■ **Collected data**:

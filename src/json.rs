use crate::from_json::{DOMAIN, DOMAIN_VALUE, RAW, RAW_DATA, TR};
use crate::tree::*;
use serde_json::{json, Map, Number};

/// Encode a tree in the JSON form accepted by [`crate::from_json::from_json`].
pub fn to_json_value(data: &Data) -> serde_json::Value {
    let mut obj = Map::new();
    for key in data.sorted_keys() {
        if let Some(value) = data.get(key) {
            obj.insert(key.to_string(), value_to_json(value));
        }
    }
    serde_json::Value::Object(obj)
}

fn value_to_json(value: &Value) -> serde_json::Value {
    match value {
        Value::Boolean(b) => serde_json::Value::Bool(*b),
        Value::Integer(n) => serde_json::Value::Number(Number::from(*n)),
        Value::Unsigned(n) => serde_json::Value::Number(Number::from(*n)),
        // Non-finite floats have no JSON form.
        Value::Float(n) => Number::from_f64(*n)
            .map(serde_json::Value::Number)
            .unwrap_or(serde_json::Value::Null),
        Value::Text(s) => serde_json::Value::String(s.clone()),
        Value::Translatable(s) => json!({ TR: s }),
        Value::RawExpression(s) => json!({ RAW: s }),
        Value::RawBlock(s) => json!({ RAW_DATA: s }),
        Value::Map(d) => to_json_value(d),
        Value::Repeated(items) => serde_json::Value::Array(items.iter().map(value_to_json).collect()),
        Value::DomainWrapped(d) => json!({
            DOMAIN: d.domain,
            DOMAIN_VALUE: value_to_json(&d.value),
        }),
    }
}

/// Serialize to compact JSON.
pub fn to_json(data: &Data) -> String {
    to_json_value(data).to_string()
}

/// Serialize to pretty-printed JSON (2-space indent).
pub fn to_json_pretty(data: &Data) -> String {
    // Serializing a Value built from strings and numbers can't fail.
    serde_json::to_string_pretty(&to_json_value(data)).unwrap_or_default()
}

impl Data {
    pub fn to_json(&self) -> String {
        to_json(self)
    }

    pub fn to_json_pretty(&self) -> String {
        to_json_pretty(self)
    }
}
==
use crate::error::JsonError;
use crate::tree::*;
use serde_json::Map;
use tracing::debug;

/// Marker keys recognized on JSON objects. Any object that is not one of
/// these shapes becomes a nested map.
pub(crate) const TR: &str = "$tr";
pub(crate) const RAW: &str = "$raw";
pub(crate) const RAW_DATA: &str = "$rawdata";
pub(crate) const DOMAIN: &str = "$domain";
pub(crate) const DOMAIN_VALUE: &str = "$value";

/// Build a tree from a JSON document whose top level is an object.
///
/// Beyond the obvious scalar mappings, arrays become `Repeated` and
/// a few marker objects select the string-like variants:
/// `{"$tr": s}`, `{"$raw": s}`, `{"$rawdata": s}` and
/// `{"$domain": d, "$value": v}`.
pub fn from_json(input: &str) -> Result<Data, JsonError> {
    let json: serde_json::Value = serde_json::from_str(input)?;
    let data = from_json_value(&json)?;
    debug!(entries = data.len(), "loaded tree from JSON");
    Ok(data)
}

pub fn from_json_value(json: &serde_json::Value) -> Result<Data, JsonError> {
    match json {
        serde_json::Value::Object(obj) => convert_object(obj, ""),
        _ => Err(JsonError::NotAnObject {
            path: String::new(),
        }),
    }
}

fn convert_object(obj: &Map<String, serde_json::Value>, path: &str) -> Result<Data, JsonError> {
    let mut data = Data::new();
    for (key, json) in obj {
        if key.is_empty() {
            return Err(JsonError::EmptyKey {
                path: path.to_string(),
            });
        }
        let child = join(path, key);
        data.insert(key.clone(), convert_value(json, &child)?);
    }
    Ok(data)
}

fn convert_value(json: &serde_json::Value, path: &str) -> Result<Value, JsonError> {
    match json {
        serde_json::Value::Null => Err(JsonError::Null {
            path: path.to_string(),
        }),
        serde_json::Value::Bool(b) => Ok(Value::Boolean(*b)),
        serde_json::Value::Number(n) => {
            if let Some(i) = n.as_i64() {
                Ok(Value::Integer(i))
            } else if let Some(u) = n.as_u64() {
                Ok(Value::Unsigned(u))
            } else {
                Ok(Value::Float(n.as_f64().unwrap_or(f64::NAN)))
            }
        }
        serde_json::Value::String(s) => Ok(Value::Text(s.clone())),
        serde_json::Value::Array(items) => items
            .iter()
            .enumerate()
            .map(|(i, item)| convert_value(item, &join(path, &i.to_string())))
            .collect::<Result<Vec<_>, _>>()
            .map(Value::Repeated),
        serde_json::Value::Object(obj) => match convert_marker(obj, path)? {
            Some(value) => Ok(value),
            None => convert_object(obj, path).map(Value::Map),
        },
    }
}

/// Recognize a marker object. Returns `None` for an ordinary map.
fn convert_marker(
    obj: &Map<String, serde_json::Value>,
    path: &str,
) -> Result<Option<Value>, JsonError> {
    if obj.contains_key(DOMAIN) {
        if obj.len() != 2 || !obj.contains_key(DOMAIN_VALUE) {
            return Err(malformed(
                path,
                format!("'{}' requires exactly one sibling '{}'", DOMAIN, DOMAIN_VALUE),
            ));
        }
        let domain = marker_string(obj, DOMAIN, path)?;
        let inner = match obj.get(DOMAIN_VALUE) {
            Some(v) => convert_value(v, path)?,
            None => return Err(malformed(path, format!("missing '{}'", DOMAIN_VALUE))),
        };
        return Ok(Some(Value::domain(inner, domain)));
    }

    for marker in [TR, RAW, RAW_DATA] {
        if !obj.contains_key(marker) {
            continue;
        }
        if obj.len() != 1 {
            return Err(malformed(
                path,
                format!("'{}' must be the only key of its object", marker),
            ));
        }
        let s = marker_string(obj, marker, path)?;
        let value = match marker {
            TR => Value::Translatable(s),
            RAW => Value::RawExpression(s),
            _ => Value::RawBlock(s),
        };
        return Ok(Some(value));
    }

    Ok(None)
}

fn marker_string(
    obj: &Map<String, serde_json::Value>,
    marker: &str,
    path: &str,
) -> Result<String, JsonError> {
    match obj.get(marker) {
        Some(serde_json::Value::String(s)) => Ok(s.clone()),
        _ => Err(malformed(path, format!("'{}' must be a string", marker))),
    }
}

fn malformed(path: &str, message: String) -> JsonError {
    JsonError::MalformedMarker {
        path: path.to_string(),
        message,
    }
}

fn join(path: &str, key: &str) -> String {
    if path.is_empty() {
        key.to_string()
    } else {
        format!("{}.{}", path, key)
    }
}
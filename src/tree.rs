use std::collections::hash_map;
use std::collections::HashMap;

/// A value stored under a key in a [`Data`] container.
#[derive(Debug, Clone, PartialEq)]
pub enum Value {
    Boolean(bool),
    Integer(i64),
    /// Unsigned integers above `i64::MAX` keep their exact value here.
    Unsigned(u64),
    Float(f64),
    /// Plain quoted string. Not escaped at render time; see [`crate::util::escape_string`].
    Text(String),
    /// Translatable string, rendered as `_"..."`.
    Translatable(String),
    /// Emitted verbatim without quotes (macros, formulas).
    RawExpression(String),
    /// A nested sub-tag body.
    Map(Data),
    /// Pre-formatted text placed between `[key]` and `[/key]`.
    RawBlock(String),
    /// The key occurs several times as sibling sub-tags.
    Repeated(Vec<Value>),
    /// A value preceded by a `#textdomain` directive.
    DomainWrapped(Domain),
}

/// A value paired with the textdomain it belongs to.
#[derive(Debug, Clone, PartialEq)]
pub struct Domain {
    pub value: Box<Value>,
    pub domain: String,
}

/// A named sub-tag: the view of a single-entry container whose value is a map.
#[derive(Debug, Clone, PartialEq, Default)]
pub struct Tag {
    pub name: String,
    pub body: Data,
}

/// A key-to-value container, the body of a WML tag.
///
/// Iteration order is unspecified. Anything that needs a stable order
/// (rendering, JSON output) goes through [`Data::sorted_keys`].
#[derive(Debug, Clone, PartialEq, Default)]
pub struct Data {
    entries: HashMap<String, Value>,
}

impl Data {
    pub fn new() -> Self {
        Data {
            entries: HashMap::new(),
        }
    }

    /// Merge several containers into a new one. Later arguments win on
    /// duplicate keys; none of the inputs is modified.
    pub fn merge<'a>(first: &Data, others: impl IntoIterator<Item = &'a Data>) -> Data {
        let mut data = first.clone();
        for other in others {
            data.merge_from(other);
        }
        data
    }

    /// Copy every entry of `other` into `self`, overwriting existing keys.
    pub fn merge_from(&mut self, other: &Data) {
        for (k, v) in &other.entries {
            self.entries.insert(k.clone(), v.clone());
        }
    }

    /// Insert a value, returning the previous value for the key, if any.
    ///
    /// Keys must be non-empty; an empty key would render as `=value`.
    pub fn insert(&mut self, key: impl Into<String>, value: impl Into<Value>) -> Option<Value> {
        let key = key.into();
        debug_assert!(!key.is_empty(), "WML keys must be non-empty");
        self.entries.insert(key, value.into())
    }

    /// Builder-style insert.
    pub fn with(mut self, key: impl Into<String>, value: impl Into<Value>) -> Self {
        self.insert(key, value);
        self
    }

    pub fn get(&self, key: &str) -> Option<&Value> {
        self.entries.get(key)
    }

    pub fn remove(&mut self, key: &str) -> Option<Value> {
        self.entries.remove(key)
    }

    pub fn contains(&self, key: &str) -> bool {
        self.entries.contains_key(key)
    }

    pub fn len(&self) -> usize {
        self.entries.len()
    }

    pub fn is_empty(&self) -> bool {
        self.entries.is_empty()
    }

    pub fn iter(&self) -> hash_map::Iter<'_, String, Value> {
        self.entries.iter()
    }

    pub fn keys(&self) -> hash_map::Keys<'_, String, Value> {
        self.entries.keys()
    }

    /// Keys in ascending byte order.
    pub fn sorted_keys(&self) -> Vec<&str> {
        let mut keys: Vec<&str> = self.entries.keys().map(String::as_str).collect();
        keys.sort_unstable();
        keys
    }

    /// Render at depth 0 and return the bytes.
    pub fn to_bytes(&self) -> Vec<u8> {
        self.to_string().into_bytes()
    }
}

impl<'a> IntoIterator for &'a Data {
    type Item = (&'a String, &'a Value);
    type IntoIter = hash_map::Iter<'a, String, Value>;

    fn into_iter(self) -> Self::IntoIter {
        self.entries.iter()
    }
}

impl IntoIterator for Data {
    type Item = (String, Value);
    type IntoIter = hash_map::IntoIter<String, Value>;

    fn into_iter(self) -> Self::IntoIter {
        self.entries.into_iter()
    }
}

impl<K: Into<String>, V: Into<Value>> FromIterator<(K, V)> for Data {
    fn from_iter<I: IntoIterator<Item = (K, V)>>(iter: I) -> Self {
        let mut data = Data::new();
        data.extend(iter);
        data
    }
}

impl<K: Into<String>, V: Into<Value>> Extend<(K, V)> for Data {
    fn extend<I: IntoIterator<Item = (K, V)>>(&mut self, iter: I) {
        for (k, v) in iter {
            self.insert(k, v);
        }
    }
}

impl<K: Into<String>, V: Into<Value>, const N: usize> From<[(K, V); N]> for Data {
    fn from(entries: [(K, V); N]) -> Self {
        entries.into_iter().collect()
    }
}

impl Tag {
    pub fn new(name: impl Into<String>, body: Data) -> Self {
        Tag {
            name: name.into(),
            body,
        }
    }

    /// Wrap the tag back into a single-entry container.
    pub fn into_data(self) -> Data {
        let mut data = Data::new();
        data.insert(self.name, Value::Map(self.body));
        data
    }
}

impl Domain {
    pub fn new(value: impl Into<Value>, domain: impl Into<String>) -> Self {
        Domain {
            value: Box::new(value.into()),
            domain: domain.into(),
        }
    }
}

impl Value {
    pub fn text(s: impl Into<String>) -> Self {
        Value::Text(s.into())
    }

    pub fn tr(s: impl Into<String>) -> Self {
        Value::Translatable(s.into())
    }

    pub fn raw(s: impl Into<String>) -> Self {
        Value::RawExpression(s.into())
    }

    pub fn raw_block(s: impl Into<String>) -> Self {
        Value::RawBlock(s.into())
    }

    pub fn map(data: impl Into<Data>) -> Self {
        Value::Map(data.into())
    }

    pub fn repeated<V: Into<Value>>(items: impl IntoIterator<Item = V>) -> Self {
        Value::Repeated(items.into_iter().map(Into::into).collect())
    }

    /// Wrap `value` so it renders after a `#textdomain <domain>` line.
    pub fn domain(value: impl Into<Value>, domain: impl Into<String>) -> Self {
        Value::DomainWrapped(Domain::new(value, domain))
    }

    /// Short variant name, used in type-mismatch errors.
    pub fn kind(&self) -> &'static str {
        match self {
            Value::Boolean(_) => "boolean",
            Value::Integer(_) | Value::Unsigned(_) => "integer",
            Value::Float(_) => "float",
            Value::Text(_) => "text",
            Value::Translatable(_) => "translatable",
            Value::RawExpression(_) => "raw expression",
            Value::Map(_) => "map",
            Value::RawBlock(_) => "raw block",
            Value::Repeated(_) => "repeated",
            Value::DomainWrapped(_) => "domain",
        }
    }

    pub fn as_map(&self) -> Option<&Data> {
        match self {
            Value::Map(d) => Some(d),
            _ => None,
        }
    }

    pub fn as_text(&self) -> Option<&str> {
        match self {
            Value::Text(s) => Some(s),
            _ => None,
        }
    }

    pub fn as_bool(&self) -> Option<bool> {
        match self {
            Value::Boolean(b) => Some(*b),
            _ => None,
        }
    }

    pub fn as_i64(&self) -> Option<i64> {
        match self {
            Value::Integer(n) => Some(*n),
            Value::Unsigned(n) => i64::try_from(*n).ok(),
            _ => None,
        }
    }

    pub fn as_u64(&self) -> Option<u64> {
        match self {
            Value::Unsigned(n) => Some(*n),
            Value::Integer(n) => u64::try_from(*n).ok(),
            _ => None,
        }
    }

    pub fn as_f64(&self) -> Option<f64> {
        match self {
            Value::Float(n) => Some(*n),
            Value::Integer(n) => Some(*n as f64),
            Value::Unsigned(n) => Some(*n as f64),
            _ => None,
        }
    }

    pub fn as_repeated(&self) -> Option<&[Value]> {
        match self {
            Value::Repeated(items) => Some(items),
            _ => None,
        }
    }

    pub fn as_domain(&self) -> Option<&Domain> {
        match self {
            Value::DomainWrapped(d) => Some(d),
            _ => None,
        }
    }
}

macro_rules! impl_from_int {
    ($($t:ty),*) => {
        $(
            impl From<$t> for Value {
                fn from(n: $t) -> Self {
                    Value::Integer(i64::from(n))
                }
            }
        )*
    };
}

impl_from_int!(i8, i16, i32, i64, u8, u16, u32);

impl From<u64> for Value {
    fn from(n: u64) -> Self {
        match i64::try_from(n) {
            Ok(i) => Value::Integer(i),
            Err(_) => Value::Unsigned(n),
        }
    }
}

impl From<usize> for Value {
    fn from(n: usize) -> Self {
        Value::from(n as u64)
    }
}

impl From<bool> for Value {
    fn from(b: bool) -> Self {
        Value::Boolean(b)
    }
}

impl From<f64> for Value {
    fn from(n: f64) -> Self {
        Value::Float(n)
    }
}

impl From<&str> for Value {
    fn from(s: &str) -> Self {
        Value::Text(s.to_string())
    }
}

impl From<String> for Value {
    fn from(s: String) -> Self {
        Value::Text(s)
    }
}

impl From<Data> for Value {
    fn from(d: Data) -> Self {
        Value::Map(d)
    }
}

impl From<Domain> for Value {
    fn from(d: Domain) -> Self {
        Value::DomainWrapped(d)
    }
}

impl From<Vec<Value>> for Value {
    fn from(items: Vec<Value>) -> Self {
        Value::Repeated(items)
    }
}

■ **Activity**: Using the data above, tally the lines that contain the string "IntoIterator" and state only the result.

■ **Answer for the task**: 6